La santé humaine, animale et environnementale : un lien crucial

L’importance des zoonoses

L’expérience de la pandémie de COVID-19 a mis en évidence que la santé humaine est inextricablement liée à celle des animaux et de l’environnement. Selon l’Organisation mondiale de la santé (OMS), environ 75 % des nouvelles maladies infectieuses chez l’homme proviennent du règne animal, ce que l’on appelle les zoonoses. Comprendre ces connexions est essentiel pour anticiper et prévenir de futures épidémies.

Le concept de One Health

Le concept de One Health vise à intégrer ces différentes dimensions de la santé. Il s’agit d’un modèle interdisciplinaire qui regroupe des experts en médecine humaine, vétérinaire, en sciences environnementales ainsi qu’en sociologie. Cette approche collaborative permet une meilleure surveillance et une réponse plus efficace aux menaces sanitaires potentielles.

Risques associés aux spillover

Les zoonoses peuvent se propager lorsque des agents pathogènes passent des animaux aux humains, un processus désigné par le terme spillover. Ce phénomène est plus courant dans les régions où les humains empiètent sur les habitats naturels des animaux, comme les forêts tropicales inquiétées par la déforestation. Timo Falkenberg, chercheur à l’Université de Bonn, souligne que ces interactions mettent les populations humaines en danger, surtout dans des environnements à forte biodiversité avec des infrastructures sanitaires fragiles.

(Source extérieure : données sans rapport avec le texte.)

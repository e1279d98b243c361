use std::sync::Arc;
use std::time::Duration;

use celery_domain::{encode_v1, encode_v2, Broker, ResultBackend, TaskInvocation};
use celery_errors::{CeleryError, CeleryResult};
use serde_json::{Map, Value};
use tracing::{debug, warn};

use crate::async_result::{AsyncResult, DEFAULT_POLL_INTERVAL};

/// 发送任务时使用的信封协议
#[derive(Debug, Clone, Copy, PartialEq, Eq, Default)]
pub enum TaskProtocol {
    V1,
    #[default]
    V2,
}

/// 任务生产者
///
/// 任务以直连方式（交换机为空，路由键为队列名）发布，返回对应的 `AsyncResult`。
#[derive(Clone)]
pub struct Client {
    broker: Arc<dyn Broker>,
    backend: Arc<dyn ResultBackend>,
    queue: String,
    protocol: TaskProtocol,
    poll_interval: Duration,
    origin: String,
}

impl Client {
    pub fn new(broker: Arc<dyn Broker>, backend: Arc<dyn ResultBackend>) -> Self {
        let hostname = hostname::get()
            .unwrap_or_else(|_| "unknown".into())
            .to_string_lossy()
            .to_string();
        Self {
            broker,
            backend,
            queue: "celery".to_string(),
            protocol: TaskProtocol::default(),
            poll_interval: DEFAULT_POLL_INTERVAL,
            origin: format!("{}@{}", std::process::id(), hostname),
        }
    }

    /// 以 `<pid>@<hostname>` 作为消息头中的origin
    pub fn with_hostname(mut self, hostname: &str) -> Self {
        self.origin = format!("{}@{}", std::process::id(), hostname);
        self
    }

    pub fn origin(&self) -> &str {
        &self.origin
    }

    /// 设置目标队列
    pub fn with_queue(mut self, queue: impl Into<String>) -> Self {
        self.queue = queue.into();
        self
    }

    /// 设置信封协议
    pub fn with_protocol(mut self, protocol: TaskProtocol) -> Self {
        self.protocol = protocol;
        self
    }

    /// 设置返回的 `AsyncResult` 的默认轮询间隔
    pub fn with_poll_interval(mut self, interval: Duration) -> Self {
        self.poll_interval = interval;
        self
    }

    pub fn queue(&self) -> &str {
        &self.queue
    }

    pub async fn is_ready(&self) -> CeleryResult<()> {
        self.broker.is_ready().await?;
        self.backend.is_ready().await
    }

    /// 发送任务
    pub async fn send_task(
        &self,
        name: &str,
        args: Vec<Value>,
        kwargs: Map<String, Value>,
    ) -> CeleryResult<AsyncResult> {
        let task_id = uuid::Uuid::new_v4().to_string();
        let argsrepr = Value::Array(args.clone()).to_string();
        let kwargsrepr = Value::Object(kwargs.clone()).to_string();

        let mut invocation = TaskInvocation::new(name, task_id.clone(), args, kwargs);
        invocation.headers.lang = Some("rust".to_string());
        invocation.headers.origin = Some(self.origin.clone());
        invocation.headers.argsrepr = Some(argsrepr);
        invocation.headers.kwargsrepr = Some(kwargsrepr);

        let envelope = match self.protocol {
            TaskProtocol::V1 => encode_v1(&invocation),
            TaskProtocol::V2 => encode_v2(&invocation),
        };

        let published = self
            .broker
            .publish(
                &envelope.body,
                "",
                &self.queue,
                &envelope.headers,
                &envelope.properties,
            )
            .await?;
        if !published {
            warn!("任务 {}[{}] 未被消息代理确认", name, task_id);
            return Err(CeleryError::transport(format!(
                "任务 {name}[{task_id}] 未被消息代理确认"
            )));
        }

        debug!("已发送任务 {}[{}] 到队列 {}", name, task_id, self.queue);
        Ok(self.async_result(task_id))
    }

    /// 按名称创建任务句柄
    pub fn create_task(&self, name: impl Into<String>) -> Task {
        Task {
            client: self.clone(),
            name: name.into(),
        }
    }

    /// 为已有任务id创建结果句柄
    pub fn async_result(&self, task_id: impl Into<String>) -> AsyncResult {
        AsyncResult::new(task_id, Arc::clone(&self.backend)).with_poll_interval(self.poll_interval)
    }

    pub async fn disconnect(&self) -> CeleryResult<()> {
        let broker = self.broker.disconnect().await;
        let backend = self.backend.disconnect().await;
        broker.and(backend)
    }
}

/// 具名任务
#[derive(Clone)]
pub struct Task {
    client: Client,
    name: String,
}

impl Task {
    pub fn name(&self) -> &str {
        &self.name
    }

    pub async fn apply_async(
        &self,
        args: Vec<Value>,
        kwargs: Map<String, Value>,
    ) -> CeleryResult<AsyncResult> {
        self.client.send_task(&self.name, args, kwargs).await
    }

    /// 只带位置参数发送
    pub async fn delay(&self, args: Vec<Value>) -> CeleryResult<AsyncResult> {
        self.apply_async(args, Map::new()).await
    }
}

#[cfg(test)]
mod tests {
    use super::*;
    use celery_domain::{decode_invocation, MessageCallback, ProtocolVersion, TransportMessage};
    use celery_infrastructure::{InMemoryBackend, InMemoryBroker};
    use serde_json::json;
    use std::sync::Mutex;

    async fn capture_one(broker: &InMemoryBroker) -> TaskInvocation {
        let seen = Arc::new(Mutex::new(Vec::new()));
        let sink = seen.clone();
        let callback: MessageCallback =
            Arc::new(move |message: TransportMessage| -> CeleryResult<()> {
                sink.lock().unwrap().push(decode_invocation(&message)?);
                Ok(())
            });
        let subscription = broker.subscribe("celery", callback).await.unwrap();
        for _ in 0..100 {
            if !seen.lock().unwrap().is_empty() {
                break;
            }
            tokio::time::sleep(Duration::from_millis(5)).await;
        }
        subscription.cancel().await;
        let invocation = seen.lock().unwrap().pop().expect("no message captured");
        invocation
    }

    fn client(broker: Arc<InMemoryBroker>) -> Client {
        Client::new(broker, Arc::new(InMemoryBackend::new()))
    }

    #[tokio::test]
    async fn test_send_task_publishes_v2_envelope() {
        let broker = Arc::new(InMemoryBroker::new());
        let client = client(broker.clone());

        let mut kwargs = Map::new();
        kwargs.insert("c".into(), json!(3));
        let result = client
            .send_task("tasks.add_mixed", vec![json!(1), json!(2)], kwargs)
            .await
            .unwrap();

        let invocation = capture_one(&broker).await;
        assert_eq!(invocation.protocol, ProtocolVersion::V2);
        assert_eq!(invocation.task_name(), "tasks.add_mixed");
        assert_eq!(invocation.task_id(), result.task_id());
        assert_eq!(invocation.args, vec![json!(1), json!(2)]);
        assert_eq!(invocation.kwargs.get("c"), Some(&json!(3)));
        assert_eq!(invocation.headers.lang.as_deref(), Some("rust"));
        assert_eq!(invocation.headers.root_id.as_deref(), Some(result.task_id()));
        assert_eq!(invocation.headers.argsrepr.as_deref(), Some("[1,2]"));
        assert!(invocation.headers.origin.unwrap().contains('@'));
    }

    #[tokio::test]
    async fn test_configured_hostname_is_sent_as_origin() {
        let broker = Arc::new(InMemoryBroker::new());
        let client = client(broker.clone()).with_hostname("worker-a");

        client
            .send_task("tasks.echo", vec![json!(1)], Map::new())
            .await
            .unwrap();

        let invocation = capture_one(&broker).await;
        assert_eq!(
            invocation.headers.origin,
            Some(format!("{}@worker-a", std::process::id()))
        );
    }

    #[tokio::test]
    async fn test_v1_protocol_and_task_builder() {
        let broker = Arc::new(InMemoryBroker::new());
        let client = client(broker.clone()).with_protocol(TaskProtocol::V1);

        let task = client.create_task("tasks.add");
        assert_eq!(task.name(), "tasks.add");
        let result = task.delay(vec![json!(5), json!(6)]).await.unwrap();

        let invocation = capture_one(&broker).await;
        assert_eq!(invocation.protocol, ProtocolVersion::V1);
        assert_eq!(invocation.task_id(), result.task_id());
        assert!(invocation.kwargs.is_empty());
    }

    #[tokio::test]
    async fn test_send_task_on_closed_broker_fails() {
        let broker = Arc::new(InMemoryBroker::new());
        let client = client(broker.clone());
        client.disconnect().await.unwrap();

        let err = client
            .send_task("tasks.add", vec![], Map::new())
            .await
            .unwrap_err();
        assert!(matches!(err, CeleryError::AdapterClosed(_)));
    }

    #[tokio::test]
    async fn test_task_ids_are_unique() {
        let broker = Arc::new(InMemoryBroker::new());
        let task = client(broker).create_task("tasks.echo");
        let first = task.delay(vec![]).await.unwrap();
        let second = task.delay(vec![]).await.unwrap();
        assert_ne!(first.task_id(), second.task_id());
    }
}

Vers une recherche intégrée

Initiatives en recherche

Des instituts de recherche, comme celui de la Helmholtz-Gemeinschaft à Greifswald, cherchent à appliquer le concept One Health en créant des réseaux d’observation similaires à des “stations météorologiques”. Ces initiatives visent à surveiller les risques sanitaires à travers des études longitudinales tant sur les humains que sur les animaux.

Exemples de succès

Récemment, des chercheurs ont retracé la propagation du virus Mpox d’un écureuil en Côte d’Ivoire à des primates, illustrant l’importance d’une vigilance accrue dans les écosystèmes riches en espèces. Ce type de recherche permet de solidifier les bases d’une coopération internationale qui pourrait aider à contrôler les épidémies.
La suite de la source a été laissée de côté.